When doing protein mutation studies, it is helpful to have an estimate of the relative importance of residues as a guide. In this way, priority can be given to the residues more likely to play a critical role in the protein function or structure. Here, we re-examine how to rank residues by importance, starting with a set of homologous sequences.

All of the alignment or evolutionary residue-scoring methods assume that the importance of a residue is reflected in its evolutionary conservation: the more important the residue, the sooner it becomes fixed in different evolutionary branches, and the more divergent are the branches between which it does vary. (As a working definition of “important residue”, we might take “the residue that cannot be mutated without measurably affecting the protein structure or function.”) There are various approaches to turning this observation into a quantitative prediction of relative residue importance: scoring strict conservation, property conservation, or entropy of a position, or, more elaborately, scoring conservation in related families (even if not across the families).

In one of the earliest attempts to quantify the conservation of a residue at certain alignment position, Zvelebil et al. converted the count of residues with a certain property (hydrophobicity, size, etc.) into a property called conservation number, which enabled them to distinguish poorly conserved loop regions from the rest of the protein structure.1 For the current progress in this line of thought, see Valdar.2

Casari et al. proposed an interesting method in their 1995 work: consider the whole sequence as a vector in number-of-residue-types times length-dimensional space, and think of the alignment as a matrix of such vectors.3 Its eigenvectors should then carry the information about residue preference for each subfamily represented in the alignment. In that way, the tree information is recovered from the analysis, rather than being its input. The information-theoretic school likes to place the root of its genealogical tree straight at the historical work of Shannon & Weaver, where the entropy of a finite state system was reinterpreted as a measure of its information content.4 With the advance of computational methods in genetics, the idea resurfaced in connection with the information content and thermodynamics of DNA-binding sites.5., 6. In 1991 Shenkin et al. used entropy as a robust measure of variability of positions in immunoglobulin sequence, and noted that high variability of a position can be a result of its evolutionary neutrality.7 More recently, entropy-based measures of position conservation have been used for systematic computational analysis of conservation profile in multiple sequence alignment,8., 9. and the approach was also elegantly extended to detect correlated mutations in a sequence.10., 11. Mirny & Shakhnovich12 as well as Hannenhalli & Russell13 introduced the notion of summing or averaging the site entropy over several related protein groups, but stopped short of iteratively applying this approach to the hierarchical division of sequences into groups induced by evolutionary tree, the idea that we propose here.
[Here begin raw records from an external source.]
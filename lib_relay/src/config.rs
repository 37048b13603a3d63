//! # Relay Options
//!
//! Runtime tunables shared by the `Distributor`, `UpstreamSource` and
//! `RelayLifecycle`. File/env/CLI layering lives in the binary; this is the
//! already-merged result.

use std::time::Duration;

/// Default delay between two connection attempts.
pub const DEFAULT_RETRY_DELAY: Duration = Duration::from_secs(5);
/// Default per-subscriber queue capacity.
pub const DEFAULT_QUEUE_CAPACITY: usize = 256;
/// Default header carrying the upstream credential.
pub const DEFAULT_CREDENTIAL_HEADER: &str = "X-API-Key";
/// Default time allowed for in-flight work after a shutdown signal.
pub const DEFAULT_SHUTDOWN_GRACE: Duration = Duration::from_secs(10);

/// Tunables of a relay instance.
#[derive(Debug, Clone, PartialEq, Eq)]
pub struct RelayOptions {
    /// Fixed wait in `RetryWait` before the next `Connecting` attempt.
    pub retry_delay: Duration,
    /// Bounded capacity of every subscriber queue. Zero is raised to one.
    pub queue_capacity: usize,
    /// Name of the header that carries the credential.
    pub credential_header: String,
    /// How long a shutdown waits for the upstream loop to unwind.
    pub shutdown_grace: Duration,
    /// Listen for Ctrl-C / SIGTERM once the relay is started.
    pub handle_signals: bool,
}

impl Default for RelayOptions {
    fn default() -> Self {
        Self {
            retry_delay: DEFAULT_RETRY_DELAY,
            queue_capacity: DEFAULT_QUEUE_CAPACITY,
            credential_header: DEFAULT_CREDENTIAL_HEADER.to_string(),
            shutdown_grace: DEFAULT_SHUTDOWN_GRACE,
            handle_signals: true,
        }
    }
}

impl RelayOptions {
    /// Sets the retry delay.
    pub fn with_retry_delay(mut self, delay: Duration) -> Self {
        self.retry_delay = delay;
        self
    }

    /// Sets the subscriber queue capacity.
    pub fn with_queue_capacity(mut self, capacity: usize) -> Self {
        self.queue_capacity = capacity;
        self
    }

    /// Sets the credential header name.
    pub fn with_credential_header(mut self, header: impl Into<String>) -> Self {
        self.credential_header = header.into();
        self
    }

    /// Sets the shutdown grace period.
    pub fn with_shutdown_grace(mut self, grace: Duration) -> Self {
        self.shutdown_grace = grace;
        self
    }

    /// Enables or disables the OS signal listener.
    pub fn with_signal_handling(mut self, enabled: bool) -> Self {
        self.handle_signals = enabled;
        self
    }

    /// Queue capacity as handed to `tokio::sync::mpsc::channel`, which rejects zero.
    pub fn effective_queue_capacity(&self) -> usize {
        self.queue_capacity.max(1)
    }
}

#[cfg(test)]
mod tests {
    use super::*;

    #[test]
    fn defaults_match_documented_values() {
        let opts = RelayOptions::default();
        assert_eq!(opts.retry_delay, Duration::from_secs(5));
        assert_eq!(opts.queue_capacity, 256);
        assert_eq!(opts.credential_header, "X-API-Key");
        assert!(opts.handle_signals);
    }

    #[test]
    fn zero_capacity_is_raised_to_one() {
        let opts = RelayOptions::default().with_queue_capacity(0);
        assert_eq!(opts.effective_queue_capacity(), 1);
    }
}
use std::sync::Arc;

use parking_lot::RwLock;

use crate::client::{AuthPayload, Client, Error, NewAccount, ProfileSummary, Result, TokenProvider};

/// Credential collaborator: somewhere to keep the session token and the
/// logged-in username. Backing storage is the caller's business.
pub trait CredentialStore: Send + Sync {
    fn token(&self) -> Option<String>;
    fn set_token(&self, token: &str);
    fn clear_token(&self);
    fn username(&self) -> Option<String>;
    fn set_username(&self, name: &str);
    fn clear_username(&self);
}

/// Adapts a credential store to the transport's token seam.
pub struct StoreTokens(pub Arc<dyn CredentialStore>);

impl TokenProvider for StoreTokens {
    fn token(&self) -> Option<String> {
        self.0.token()
    }
}

#[derive(Debug, Default)]
struct Credentials {
    token: Option<String>,
    username: Option<String>,
}

/// In-memory credential store. Good for tests and for hosts that manage
/// persistence themselves.
#[derive(Debug, Default)]
pub struct MemoryStore {
    inner: RwLock<Credentials>,
}

impl CredentialStore for MemoryStore {
    fn token(&self) -> Option<String> {
        self.inner.read().token.clone()
    }

    fn set_token(&self, token: &str) {
        self.inner.write().token = Some(token.to_string());
    }

    fn clear_token(&self) {
        self.inner.write().token = None;
    }

    fn username(&self) -> Option<String> {
        self.inner.read().username.clone()
    }

    fn set_username(&self, name: &str) {
        self.inner.write().username = Some(name.to_string());
    }

    fn clear_username(&self) {
        self.inner.write().username = None;
    }
}

/// Owns login/logout against the API and keeps the credential store in
/// step. Core logic reads the session from here, never from ambient
/// globals.
pub struct Manager {
    store: Arc<dyn CredentialStore>,
    client: Arc<Client>,
}

impl Manager {
    pub fn new(store: Arc<dyn CredentialStore>, client: Arc<Client>) -> Self {
        Self { store, client }
    }

    pub fn login(&self, email: &str, password: &str) -> Result<AuthPayload> {
        let payload = self.client.login(email, password)?;
        self.store.set_token(&payload.token);
        self.store.set_username(&payload.name);
        Ok(payload)
    }

    pub fn register(&self, account: &NewAccount) -> Result<ProfileSummary> {
        self.client.register(account)
    }

    pub fn logout(&self) {
        self.store.clear_token();
        self.store.clear_username();
    }

    pub fn current_user(&self) -> Option<String> {
        self.store.username()
    }

    /// Auth guard run before token-gated operations.
    pub fn require_auth(&self) -> Result<()> {
        match self.store.token() {
            Some(_) => Ok(()),
            None => Err(Error::Auth(
                "you must be logged in to view this page".into(),
            )),
        }
    }
}
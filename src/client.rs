use std::sync::Arc;
use std::time::Duration;

use chrono::{DateTime, Utc};
use percent_encoding::{utf8_percent_encode, AsciiSet, CONTROLS};
use reqwest::blocking::Client as HttpClient;
use reqwest::header::{AUTHORIZATION, CONTENT_TYPE, USER_AGENT};
use reqwest::{Method, StatusCode};
use serde::de::DeserializeOwned;
use serde::{Deserialize, Serialize};
use serde_json::Value;
use tracing::{debug, warn};
use url::Url;

pub const DEFAULT_BASE_URL: &str = "https://v2.api.noroff.dev/social/";
pub const API_KEY_HEADER: &str = "X-Noroff-API-Key";

/// Characters escaped when a caller-supplied value becomes a path segment
/// (usernames, reaction symbols).
const SEGMENT: &AsciiSet = &CONTROLS
    .add(b' ')
    .add(b'"')
    .add(b'#')
    .add(b'<')
    .add(b'>')
    .add(b'?')
    .add(b'`')
    .add(b'{')
    .add(b'}')
    .add(b'/')
    .add(b'%');

fn encode_segment(value: &str) -> String {
    utf8_percent_encode(value, SEGMENT).to_string()
}

/// Yields the current bearer token, if a session is active.
pub trait TokenProvider: Send + Sync {
    fn token(&self) -> Option<String>;
}

#[derive(Debug, thiserror::Error)]
pub enum Error {
    #[error("{0}")]
    Validation(String),
    #[error("unauthorized: {0}")]
    Auth(String),
    #[error("forbidden: {0}")]
    Forbidden(String),
    #[error("not found: {0}")]
    NotFound(String),
    #[error("conflict: {0}")]
    Conflict(String),
    #[error("server error: {0}")]
    Server(String),
    #[error("network error: {0}")]
    Network(String),
}

pub type Result<T> = std::result::Result<T, Error>;

impl From<reqwest::Error> for Error {
    fn from(err: reqwest::Error) -> Self {
        Error::Network(err.to_string())
    }
}

/// Per-request header toggles, everything on by default.
#[derive(Debug, Clone, Copy)]
pub struct RequestOptions {
    pub auth_token: bool,
    pub api_key: bool,
    pub content_type: bool,
}

impl Default for RequestOptions {
    fn default() -> Self {
        Self {
            auth_token: true,
            api_key: true,
            content_type: true,
        }
    }
}

/// Outcome of a successful request: either a JSON document or an explicit
/// no-content marker for 204 responses.
#[derive(Debug, Clone)]
pub enum Parsed {
    Json(Value),
    NoContent,
}

#[derive(Debug, Clone, Default)]
pub struct ClientConfig {
    pub base_url: Option<String>,
    pub api_key: Option<String>,
    pub user_agent: String,
    pub timeout: Option<Duration>,
    pub http_client: Option<HttpClient>,
}

pub struct Client {
    http: HttpClient,
    base_url: Url,
    api_key: Option<String>,
    user_agent: String,
    tokens: Arc<dyn TokenProvider>,
}
//! Backend implementations for the render module
//!
//! Only the headless backend ships in-tree. GPU backends implement
//! [`crate::render::api::RenderBackend`] out of tree.

pub mod glsl;
pub mod headless;

pub use headless::{BackendStats, Command, DrawRecord, HeadlessBackend, LiveResources};
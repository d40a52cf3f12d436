//! Backend-neutral resource descriptions
//!
//! Handles are opaque `u64` newtypes minted by a [`RenderBackend`]. They
//! carry no ownership; the RAII wrappers in [`crate::render::resources`]
//! own them and release them on drop.
//!
//! [`RenderBackend`]: super::RenderBackend

use std::collections::BTreeMap;

use bitflags::bitflags;
use serde::{Deserialize, Serialize};

/// Handle to a texture stored in the backend
#[derive(Debug, Clone, Copy, PartialEq, Eq, Hash, PartialOrd, Ord, Serialize, Deserialize)]
pub struct TextureHandle(pub u64);

/// Handle to a vertex or index buffer stored in the backend
#[derive(Debug, Clone, Copy, PartialEq, Eq, Hash, PartialOrd, Ord)]
pub struct BufferHandle(pub u64);

/// Handle to a mesh (buffer bindings plus primitive mode)
#[derive(Debug, Clone, Copy, PartialEq, Eq, Hash, PartialOrd, Ord)]
pub struct MeshHandle(pub u64);

/// Handle to a linked shader program
#[derive(Debug, Clone, Copy, PartialEq, Eq, Hash, PartialOrd, Ord)]
pub struct ShaderHandle(pub u64);

/// Handle to an off-screen framebuffer
#[derive(Debug, Clone, Copy, PartialEq, Eq, Hash, PartialOrd, Ord)]
pub struct FramebufferHandle(pub u64);

/// Texture binding target
#[derive(Debug, Clone, Copy, PartialEq, Eq)]
pub enum TextureTarget {
    /// Regular 2D texture
    Texture2D,
    /// Camera image stream written by the tracking runtime
    ExternalCamera,
}

/// Texture coordinate wrapping
#[derive(Debug, Clone, Copy, PartialEq, Eq)]
pub enum WrapMode {
    /// Clamp to the border texel
    ClampToEdge,
    /// Mirror on every repeat
    MirroredRepeat,
    /// Tile
    Repeat,
}

/// How color texel values are interpreted
#[derive(Debug, Clone, Copy, PartialEq, Eq)]
pub enum ColorFormat {
    /// Values are linear
    Linear,
    /// Values are sRGB-encoded and decoded on sampling
    Srgb,
}

/// Texel storage layout
#[derive(Debug, Clone, Copy, PartialEq, Eq)]
pub enum TextureFormat {
    /// Four 8-bit channels
    Rgba8,
    /// Two 8-bit channels
    Rg8,
    /// 24-bit depth attachment
    Depth24,
}

impl TextureFormat {
    /// Bytes per texel
    pub fn bytes_per_texel(self) -> usize {
        match self {
            Self::Rgba8 => 4,
            Self::Rg8 => 2,
            Self::Depth24 => 4,
        }
    }
}

/// Pixel data for a texture upload
#[derive(Debug, Clone, Copy)]
pub struct TextureUpload<'a> {
    /// Width in texels
    pub width: u32,
    /// Height in texels
    pub height: u32,
    /// Storage layout
    pub format: TextureFormat,
    /// Color interpretation
    pub color_format: ColorFormat,
    /// Row-major texel bytes
    pub data: &'a [u8],
}

/// Kind of GPU buffer
#[derive(Debug, Clone, Copy, PartialEq, Eq)]
pub enum BufferKind {
    /// Per-vertex `f32` attributes
    Vertex,
    /// `u32` element indices
    Index,
}

/// One vertex buffer bound to a mesh attribute slot
#[derive(Debug, Clone, Copy, PartialEq, Eq)]
pub struct VertexBinding {
    /// Buffer holding the attribute
    pub buffer: BufferHandle,
    /// `f32` components per vertex
    pub components: u32,
}

/// How vertices are assembled into primitives
#[derive(Debug, Clone, Copy, PartialEq, Eq)]
pub enum PrimitiveMode {
    /// Independent points
    Points,
    /// Connected line segments
    LineStrip,
    /// Closed line loop
    LineLoop,
    /// Independent triangles
    Triangles,
    /// Triangle strip
    TriangleStrip,
    /// Triangle fan
    TriangleFan,
}

/// Blend equation factor
#[derive(Debug, Clone, Copy, PartialEq, Eq, Serialize, Deserialize)]
pub enum BlendFactor {
    /// 0
    Zero,
    /// 1
    One,
    /// Source color
    SrcColor,
    /// 1 - source color
    OneMinusSrcColor,
    /// Destination color
    DstColor,
    /// 1 - destination color
    OneMinusDstColor,
    /// Source alpha
    SrcAlpha,
    /// 1 - source alpha
    OneMinusSrcAlpha,
    /// Destination alpha
    DstAlpha,
    /// 1 - destination alpha
    OneMinusDstAlpha,
}

/// Face culling
#[derive(Debug, Clone, Copy, PartialEq, Eq, Serialize, Deserialize)]
pub enum CullMode {
    /// Draw both faces
    None,
    /// Cull back faces
    Back,
    /// Cull front faces
    Front,
}

/// Fixed-function state applied while a shader draws
#[derive(Debug, Clone, Copy, PartialEq, Eq)]
pub struct PipelineState {
    /// Depth test enabled
    pub depth_test: bool,
    /// Depth writes enabled
    pub depth_write: bool,
    /// Color blend factors `(src_rgb, dst_rgb, src_alpha, dst_alpha)`
    pub blend: (BlendFactor, BlendFactor, BlendFactor, BlendFactor),
    /// Face culling
    pub cull: CullMode,
}

impl Default for PipelineState {
    fn default() -> Self {
        Self {
            depth_test: true,
            depth_write: true,
            blend: (BlendFactor::One, BlendFactor::Zero, BlendFactor::One, BlendFactor::Zero),
            cull: CullMode::Back,
        }
    }
}

/// Declared type of a shader uniform
#[derive(Debug, Clone, Copy, PartialEq, Eq)]
pub enum UniformKind {
    /// `float`
    Float,
    /// `int`
    Int,
    /// `bool`
    Bool,
    /// `vec2`
    Vec2,
    /// `vec3`
    Vec3,
    /// `vec4`
    Vec4,
    /// `mat3`
    Mat3,
    /// `mat4`
    Mat4,
    /// `sampler2D`
    Sampler2D,
    /// `samplerExternalOES`
    SamplerExternal,
}

impl UniformKind {
    /// Parse a GLSL type name
    pub fn from_glsl(name: &str) -> Option<Self> {
        Some(match name {
            "float" => Self::Float,
            "int" => Self::Int,
            "bool" => Self::Bool,
            "vec2" => Self::Vec2,
            "vec3" => Self::Vec3,
            "vec4" => Self::Vec4,
            "mat3" => Self::Mat3,
            "mat4" => Self::Mat4,
            "sampler2D" => Self::Sampler2D,
            "samplerExternalOES" => Self::SamplerExternal,
            _ => return None,
        })
    }

    /// Whether this is a texture sampler
    pub fn is_sampler(self) -> bool {
        matches!(self, Self::Sampler2D | Self::SamplerExternal)
    }
}

/// A uniform declared by a compiled program
#[derive(Debug, Clone, PartialEq, Eq)]
pub struct UniformDecl {
    /// GLSL name
    pub name: String,
    /// Declared type
    pub kind: UniformKind,
    /// Element count for arrays
    pub array_len: Option<usize>,
}

/// Value of a uniform as stored on a shader and captured by a draw
#[derive(Debug, Clone, PartialEq)]
pub enum UniformValue {
    /// `float`
    Float(f32),
    /// `int`
    Int(i32),
    /// `bool`
    Bool(bool),
    /// `vec2`
    Vec2([f32; 2]),
    /// `vec3`
    Vec3([f32; 3]),
    /// `vec4`
    Vec4([f32; 4]),
    /// `mat4`, column-major
    Mat4([f32; 16]),
    /// `vec3[N]`
    Vec3Array(Vec<[f32; 3]>),
    /// Any sampler
    Texture(TextureHandle),
}

impl UniformValue {
    /// Whether this value can be assigned to a declaration
    pub fn matches(&self, decl: &UniformDecl) -> bool {
        match (self, decl.kind, decl.array_len) {
            (Self::Float(_), UniformKind::Float, None) => true,
            (Self::Int(_), UniformKind::Int, None) => true,
            (Self::Bool(_), UniformKind::Bool, None) => true,
            (Self::Vec2(_), UniformKind::Vec2, None) => true,
            (Self::Vec3(_), UniformKind::Vec3, None) => true,
            (Self::Vec4(_), UniformKind::Vec4, None) => true,
            (Self::Mat4(_), UniformKind::Mat4, None) => true,
            (Self::Vec3Array(values), UniformKind::Vec3, Some(len)) => values.len() <= len,
            (Self::Texture(_), kind, None) => kind.is_sampler(),
            _ => false,
        }
    }
}

/// Uniform values keyed by name
pub type UniformMap = BTreeMap<String, UniformValue>;

bitflags! {
    /// Which buffers a clear touches
    #[derive(Debug, Clone, Copy, PartialEq, Eq, Hash)]
    pub struct ClearFlags: u32 {
        /// Color attachment
        const COLOR = 0b01;
        /// Depth attachment
        const DEPTH = 0b10;
    }
}

/// Where a draw or clear lands
#[derive(Debug, Clone, Copy, PartialEq, Eq)]
pub enum RenderTarget {
    /// The default framebuffer
    Screen,
    /// An off-screen framebuffer
    Framebuffer(FramebufferHandle),
}

/// Everything the backend needs to issue one draw
#[derive(Debug, Clone, Copy)]
pub struct DrawCall<'a> {
    /// Geometry
    pub mesh: MeshHandle,
    /// Program
    pub shader: ShaderHandle,
    /// Fixed-function state
    pub pipeline: PipelineState,
    /// Uniform values to bind
    pub uniforms: &'a UniformMap,
    /// Destination
    pub target: RenderTarget,
}

#[cfg(test)]
mod tests {
    use super::*;

    fn decl(kind: UniformKind, array_len: Option<usize>) -> UniformDecl {
        UniformDecl { name: "u".into(), kind, array_len }
    }

    #[test]
    fn textures_match_any_sampler() {
        let value = UniformValue::Texture(TextureHandle(1));
        assert!(value.matches(&decl(UniformKind::Sampler2D, None)));
        assert!(value.matches(&decl(UniformKind::SamplerExternal, None)));
        assert!(!value.matches(&decl(UniformKind::Vec4, None)));
    }

    #[test]
    fn vec3_arrays_respect_declared_length() {
        let value = UniformValue::Vec3Array(vec![[0.0; 3]; 9]);
        assert!(value.matches(&decl(UniformKind::Vec3, Some(9))));
        assert!(!value.matches(&decl(UniformKind::Vec3, Some(4))));
        assert!(!value.matches(&decl(UniformKind::Vec3, None)));
    }

    #[test]
    fn clear_flags_combine() {
        let flags = ClearFlags::COLOR | ClearFlags::DEPTH;
        assert!(flags.contains(ClearFlags::DEPTH));
        assert_eq!(ClearFlags::all(), flags);
    }
}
In a parallel and independent development, Lichtarge et al.,14 as well as Livingstone & Barton,15 pointed out that low variability is not equivalent to the conservation of a residue within a subgroup (or a subtree), and that the knowledge of such within-group conservation can be used successfully in estimation of the residue importance. A similar observation was made by Ptitsyn in the context of structurally important residues.16 While Livingston & Barton incorporated and built onto the work of Zvelebil et al., Lichtarge et al. took an all-or-none approach in considering the within-group conservation, but pointed out how to include the tree information in a systematic, iterative way. The method was named evolutionary trace (ET), and has since been shown capable of detecting protein interaction sites and directing protein mutation studies.17., 18., 19., 20. The present work grew out of the effort to make the ET more robust against deviations from the ideal family-tree picture, occurring in the actual protein evolution (and database-dependent research).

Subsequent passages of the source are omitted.